Years ago, a friend admired a vase or some other pretty thing in my house and I said, “If you look closer, you’ll see that it’s been broken many times and glued back together. In fact, everything in my house has been broken and glued back together.” Then I thought, “That’s an interesting sentence. Everything in my house has been broken and glued back together. What if I invented a family for whom that sentence would be true?” I recorded that sentence in my notebook, and it became the opening of my second novel, Early Leaving. Later I moved the sentence to the middle of the book. Then it got bumped to the end. Finally, I cut the sentence altogether. But it served a purpose – it gained me entrance into the story.
What else do you store away in your notebook? Conversations you overhear in the garden area of Lowe’s, next to the mulch. Conversations you overhear in a restaurant:
One morning my husband, my son-in-law, and I were having breakfast at Honey’s in Durham. At the table next to us was a family – a man, his wife, and their son, about five years old. The little boy was talking when we sat down and kept on talking throughout the meal. All of a sudden, the father reared up, glared at him, and said, “You know what your problem is? You’re hardheaded and you talk too much!” Now I didn’t like what the father said to his son, but I did appreciate the rhythm of his sentence. I whipped out my notebook and wrote down his exact words. If you look on page eleven of Early Leaving, you’ll find an entire chapter wrapped around those thirteen words I overheard while eating bacon and eggs at Honey’s.
Now here’s what’s interesting about keeping a notebook: You’ll find that you’ll become a magnet for details that pertain to the project you’re about to begin. Ideas will coalesce and you can actually see your story forming, because your sub-conscious is doing the work for you.
When you feel that you’re ready to begin, scan your notebook. Which lines have the magic? You might take an actual sentence from your notebook to use as your first line, to get your pen moving across the page or your fingers tapping on the keyboard.

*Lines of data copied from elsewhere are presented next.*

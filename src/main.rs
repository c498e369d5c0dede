use std::io;
use std::net::SocketAddr;
use std::process::ExitCode;

use clap::Parser;
use eyre::{Context, Result};
use tracing::info;
use tracing_subscriber::EnvFilter;

use tool_rental::api::{AppState, create_router};
use tool_rental::catalog::ToolCatalog;
use tool_rental::checkout::compute_agreement;
use tool_rental::config::ConfigLoader;
use tool_rental::error::RentalResult;
use tool_rental::models::RentalAgreement;
use tool_rental::report::{format_currency, parse_date};

mod cli;

use cli::Cli;
use cli::Commands;
use cli::prompt::Prompter;

fn setup_logging(verbose: bool) {
    let default_level = if verbose { "debug" } else { "warn" };
    let filter =
        EnvFilter::try_from_default_env().unwrap_or_else(|_| EnvFilter::new(default_level));

    // Logs go to stderr so the printed agreement stays clean on stdout.
    tracing_subscriber::fmt()
        .with_env_filter(filter)
        .with_target(true)
        .with_writer(io::stderr)
        .init();
}

fn load_catalog(cli: &Cli) -> Result<ToolCatalog> {
    match &cli.catalog {
        Some(path) => {
            let loader = ConfigLoader::load(path)
                .with_context(|| format!("Failed to load catalog from {}", path.display()))?;
            info!(
                catalog = %loader.metadata().name,
                version = %loader.metadata().version,
                "Using catalog file"
            );
            Ok(loader.into_catalog())
        }
        None => Ok(ToolCatalog::standard()),
    }
}

fn run_checkout(
    catalog: &ToolCatalog,
    tool_code: Option<String>,
    rental_days: Option<i64>,
    discount_percentage: Option<i64>,
    checkout_date: Option<String>,
) -> Result<ExitCode> {
    println!("Welcome to the Tool POS system!");

    let agreement: RentalResult<RentalAgreement> =
        match (tool_code, rental_days, discount_percentage, checkout_date) {
            // Argument mode: any bad value ends the session.
            (Some(code), Some(days), Some(discount), Some(date)) => parse_date(&date)
                .and_then(|date| compute_agreement(catalog, &code, days, discount, date)),
            (tool_code, rental_days, discount_percentage, checkout_date) => {
                let stdin = io::stdin();
                Prompter::new(stdin.lock(), io::stdout()).complete_checkout(
                    catalog,
                    tool_code,
                    rental_days,
                    discount_percentage,
                    checkout_date,
                )?
            }
        };

    match agreement {
        Ok(agreement) => {
            info!(
                tool = %agreement.tool().code,
                final_charge = %agreement.final_charge(),
                "Agreement computed"
            );
            println!("\nHere is your rental agreement:\n{}", agreement.to_report());
            Ok(ExitCode::SUCCESS)
        }
        Err(err) => {
            eprintln!("{}", err);
            println!("Invalid input provided. Goodbye!");
            Ok(ExitCode::FAILURE)
        }
    }
}

fn run_tools(catalog: &ToolCatalog) -> Result<ExitCode> {
    println!(
        "{:<6} {:<12} {:<8} {:>8}  {:<8} {:<8}",
        "Code", "Type", "Brand", "Daily", "Weekend", "Holiday"
    );
    for tool in catalog.tools() {
        println!(
            "{:<6} {:<12} {:<8} {:>8}  {:<8} {:<8}",
            tool.code.to_string(),
            tool.tool_type.to_string(),
            tool.brand.to_string(),
            format_currency(tool.daily_charge),
            if tool.charge_weekends { "yes" } else { "no" },
            if tool.charge_holidays { "yes" } else { "no" },
        );
    }
    Ok(ExitCode::SUCCESS)
}

fn run_serve(catalog: ToolCatalog, bind: SocketAddr, max_rental_days: u32) -> Result<ExitCode> {
    let runtime = tokio::runtime::Runtime::new().context("Failed to start async runtime")?;
    runtime.block_on(async move {
        let listener = tokio::net::TcpListener::bind(bind)
            .await
            .with_context(|| format!("Failed to bind {}", bind))?;
        info!(
            address = %bind,
            tools = catalog.len(),
            max_rental_days,
            "Serving rental API"
        );
        let state = AppState::new(catalog).with_max_rental_days(max_rental_days);
        axum::serve(listener, create_router(state))
            .await
            .context("Server error")?;
        Ok::<_, eyre::Report>(ExitCode::SUCCESS)
    })
}

fn main() -> Result<ExitCode> {
    let cli = Cli::parse();
    setup_logging(cli.verbose);

    let catalog = load_catalog(&cli)?;

    match cli.command {
        Commands::Checkout {
            tool_code,
            rental_days,
            discount_percentage,
            checkout_date,
        } => run_checkout(
            &catalog,
            tool_code,
            rental_days,
            discount_percentage,
            checkout_date,
        ),
        Commands::Tools => run_tools(&catalog),
        Commands::Serve {
            bind,
            max_rental_days,
        } => run_serve(catalog, bind, max_rental_days),
    }
}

What’s floating up through the layers of your mind right now? The girl who won the Good Posture Prize in the fifth grade? The time your sister asked if she could have the Majolica vase your mother gave you right before she went into the nursing home, how your father – overhearing your sister’s request – told you and your sister that she has the right to ask but you have the right to say no? The knock-knock jokes your two-year-old grandson tells? Grab your notebook. You’re already on page one of your book.